One of the privileges of his position as the highest official of the Jamaica Colony was that he possessed the best mirror on the island. It was nearly a foot square and of excellent quality, without ripples or flaws. It had arrived from London the year before, consigned to a merchant in the town, and Almont had confiscated it on some pretext or other. He was not above such things, and indeed felt that this high-handed behavior actually increased his respect in the community. As the former governor, Sir William Lytton, had warned him in London, Jamaica was “not a region burdened by moral excesses.” Sir James had often recalled the phrase in later years - the understatement was so felicitously put. Sir James himself lacked graceful speech; he was blunt to a fault and distinctly choleric in temperament, a fact he ascribed to his gout.
Staring at himself in the mirror now, he noted that he must see Enders, the barber, to trim his beard. Sir James was not a handsome man, and he wore a full beard to compensate for his “weasel-beaked” face.
He grunted at his reflection, and turned his attention to his teeth, dipping a wetted finger into the paste of powdered rabbit’s head, pomegranate peel, and peach blossom. He rubbed his teeth briskly with his finger, humming a little to himself.
At the window, Richards looked out at the arriving ship. “They say the merchantman’s the Godspeed, sir.”
“Oh yes?” Sir James rinsed his mouth with a bit of rosewater, spat it out, and dried his teeth with a tooth-cloth. It was an elegant tooth-cloth from Holland, red silk with an edging of lace. He had four such cloths, another minor delicacy of his position within the Colony. But one had already been ruined by a mindless servant girl who cleaned it in the native manner by pounding with rocks, destroying the delicate fabric. Servants were difficult here. Sir William had mentioned that as well.
Richards was an exception. Richards was a manservant to treasure, a Scotsman but a clean one, faithful and reasonably reliable. He could also be counted on to report the gossip and doings of the town, which might otherwise never reach the governor’s ears.
“The Godspeed, you say?”
“Aye, sir,” Richards said, laying out Sir James’s wardrobe for the day on the bed.
“Is my new secretary on board?” According to the previous month’s dispatches, the Godspeed was to carry his new secretary, one Robert Hacklett.
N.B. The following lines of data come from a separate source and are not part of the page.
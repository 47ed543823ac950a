/* Raw register dump with an optional output-format mini-DSL.
 *
 * The DSL builds a runtime layout for the generic decoder:
 * `<type>[:<name>[:<unit>[:<multiplier>[:string]]]]`, comma-separated,
 * where <type> is byte/i8/u8/i16/u16/i32/u32, optionally prefixed with
 * `[N]` for a fixed-width array. `_` as a name omits the field; an
 * empty name becomes `Field_<index>`. A byte array with the trailing
 * `string` marker renders as ASCII. */

use std::time::Duration;

use anyhow::{Result, bail};
use clap::Args;

use crate::bms::read_with_timeout;
use crate::cmd::{DeviceFlags, hex_dump, parse_duration, write_record};
use crate::fields::{Endianness, FieldKind, FieldSpec, Layout, Scalar};
use crate::modbus::{Protocol, reader_for};

#[derive(Args, Debug)]
pub struct ModbusReadArgs {
    #[command(flatten)]
    pub device: DeviceFlags,

    /// Modbus device ID.
    #[arg(long, required = true)]
    pub id: u8,

    /// Start address of the first register to read.
    #[arg(long, required = true)]
    pub start: u16,

    /// Number of registers to read.
    #[arg(long, required = true)]
    pub count: u8,

    /// Timeout when reading from serial ports.
    #[arg(long, short = 't', default_value = "500ms", value_parser = parse_duration)]
    pub read_timeout: Duration,

    /// Wire protocol.
    #[arg(long, default_value = "ModbusRTU")]
    pub protocol: Protocol,

    /// Optional output format, e.g. "u16:voltage:V:0.01,[6]byte:serial:::string".
    #[arg(long = "format")]
    pub output_format: Option<String>,
}

pub async fn run(args: ModbusReadArgs) -> Result<()> {
    if args.id == 0 {
        bail!("id must be between 1 and 247");
    }
    if args.count > 125 {
        bail!("count must be <= 125");
    }
    let layout = args
        .output_format
        .as_deref()
        .map(parse_output_format)
        .transpose()?;

    let port = args.device.open().await?;
    let reader = reader_for(port.clone(), args.protocol, "")?;
    let data = read_with_timeout(reader.as_ref(), args.read_timeout, args.id, args.start, args.count)
        .await?;

    println!("{}:\n{}", args.device.address, hex_dump(&data));
    if let Some(layout) = layout {
        let record = layout.decode(&data, Endianness::Big)?;
        let mut stdout = std::io::stdout();
        write_record(&mut stdout, &record);
    }
    port.close().await;
    Ok(())
}

pub fn parse_output_format(format: &str) -> Result<Layout> {
    let mut fields = Vec::new();
    for (index, part) in format.split(',').enumerate() {
        let segments: Vec<&str> = part.split(':').collect();
        let type_spec = segments[0].trim();

        let (array_len, type_name) = match type_spec.strip_prefix('[') {
            Some(rest) => {
                let Some((len, name)) = rest.split_once(']') else {
                    bail!("invalid array type: '{type_spec}'");
                };
                let len: usize = len
                    .parse()
                    .map_err(|_| anyhow::anyhow!("invalid array length: '{type_spec}'"))?;
                (Some(len), name)
            }
            None => (None, type_spec),
        };
        let scalar = match type_name {
            "byte" | "u8" => Scalar::U8,
            "i8" => Scalar::I8,
            "i16" => Scalar::I16,
            "u16" => Scalar::U16,
            "i32" => Scalar::I32,
            "u32" => Scalar::U32,
            _ => bail!("unknown field type: '{type_name}'"),
        };

        let raw_name = segments.get(1).map(|s| s.trim()).unwrap_or("");
        let skip = raw_name == "_";
        let mut name = if raw_name.is_empty() {
            format!("Field_{index}")
        } else {
            raw_name.to_string()
        };

        let as_string = segments.get(4).map(|s| s.trim()) == Some("string");
        let kind = match array_len {
            Some(len) if as_string && scalar == Scalar::U8 => FieldKind::Bytes { len },
            Some(len) => {
                if !name.contains("%d") {
                    name.push_str("_%d");
                }
                FieldKind::Array { elem: scalar, len }
            }
            None => FieldKind::Scalar(scalar),
        };

        let mut spec = FieldSpec::new(name, kind);
        if let Some(unit) = segments.get(2) {
            let unit = unit.trim();
            if !unit.is_empty() {
                spec = spec.unit(unit.to_string());
            }
        }
        if let Some(multiplier) = segments.get(3) {
            let multiplier = multiplier.trim();
            if !multiplier.is_empty() {
                let m: f64 = multiplier
                    .parse()
                    .map_err(|_| anyhow::anyhow!("invalid multiplier: '{multiplier}'"))?;
                spec = spec.multiplier(m);
            }
        }
        if skip {
            spec = spec.skip();
        }
        fields.push(spec);
    }
    Ok(Layout::new(fields))
}

#[cfg(test)]
mod tests {
    use super::*;
    use crate::fields::Value;

    #[test]
    fn dsl_scalars_and_defaults() {
        let layout = parse_output_format("u16:voltage:V:0.01,i16,u32:_").unwrap();
        assert_eq!(layout.fields.len(), 3);
        assert_eq!(layout.fields[0].name, "voltage");
        assert_eq!(layout.fields[0].unit, "V");
        assert_eq!(layout.fields[0].multiplier, Some(0.01));
        assert_eq!(layout.fields[1].name, "Field_1");
        assert!(layout.fields[2].skip);

        let record = layout
            .decode(&[0x14, 0xf6, 0x00, 0x78, 0, 0, 0, 5], Endianness::Big)
            .unwrap();
        let fields = record.fields();
        assert_eq!(fields.len(), 2);
        assert_eq!(fields[0].value, Value::Float(53.66));
        assert_eq!(fields[1].value, Value::Int(120));
    }

    #[test]
    fn dsl_byte_string_and_arrays() {
        let layout = parse_output_format("[5]byte:greeting:::string,[2]u16:cell").unwrap();
        let record = layout
            .decode(b"Hello\x0d\x1a\x0d\x19", Endianness::Big)
            .unwrap();
        let fields = record.fields();
        assert_eq!(fields.len(), 3);
        assert_eq!(fields[0].value, Value::Text("Hello".into()));
        assert_eq!(fields[1].info.name, "cell_1");
        assert_eq!(fields[1].value, Value::Uint(3354));
        assert_eq!(fields[2].info.name, "cell_2");
    }

    #[test]
    fn dsl_rejects_bad_input() {
        assert!(parse_output_format("f64:nope").is_err());
        assert!(parse_output_format("[x]u16:bad").is_err());
        assert!(parse_output_format("u16:v::abc").is_err());
    }
}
Sir James had never heard of the man, and looked forward to meeting him. He had been without a secretary for eight months, since Lewis died of dysentery.
“I believe he is, sir,” Richards said.
Sir James applied his makeup. First he daubed on cerise - white lead and vinegar - to produce a fashionable pallor on the face and neck. Then, on his cheeks and lips, he applied fucus, a red dye of seaweed and ochre.
“Will you be wishing to postpone the hanging?” Richards asked, bringing the governor his medicinal oil.
“No, I think not,” Almont said, wincing as he downed a spoonful. This was oil of a red-haired dog, concocted by a Milaner in London and known to be efficacious for the gout. Sir James took it faithfully each morning.
He then dressed for the day. Richards had correctly set out the governor’s best formal garments. First, Sir James put on a fine white silk tunic, then pale blue hose. Next, his green velvet doublet, stiffly quilted and miserably hot, but necessary for a day of official duties. His best feathered hat completed the attire.
All this had taken the better part of an hour. Through the open windows, Sir James could hear the early-morning bustle and shouts from the awakening town below.
He stepped back a pace to allow Richards to survey him. Richards adjusted the ruffle at the neck, and nodded his satisfaction. “Commander Scott is waiting with your carriage, Your Excellency,” Richards said.
“Very good,” Sir James said, and then, moving slowly, feeling the twinge of pain in his left toe with each step, and already beginning to perspire in his heavy ornate doublet, the cosmetics running down the side of his face and ears, the Governor of Jamaica descended the stairs of the mansion to his coach.
Chapter 2
F OR A MAN with the gout, even a brief journey by coach over cobbled streets is agonizing. For this reason, if no other, Sir James loathed the ritual of attending each hanging. Another reason he disliked these forays was that they required him to enter the heart of his dominion, and he much preferred the lofty view from his window.
Port Royal, in 1665, was a boomtown. In the decade since Cromwell’s expedition had captured the island of Jamaica from the Spanish, Port Royal had grown from a miserable, deserted, disease-ridden spit of sand into a miserable, overcrowded, cutthroat-infested town of eight thousand.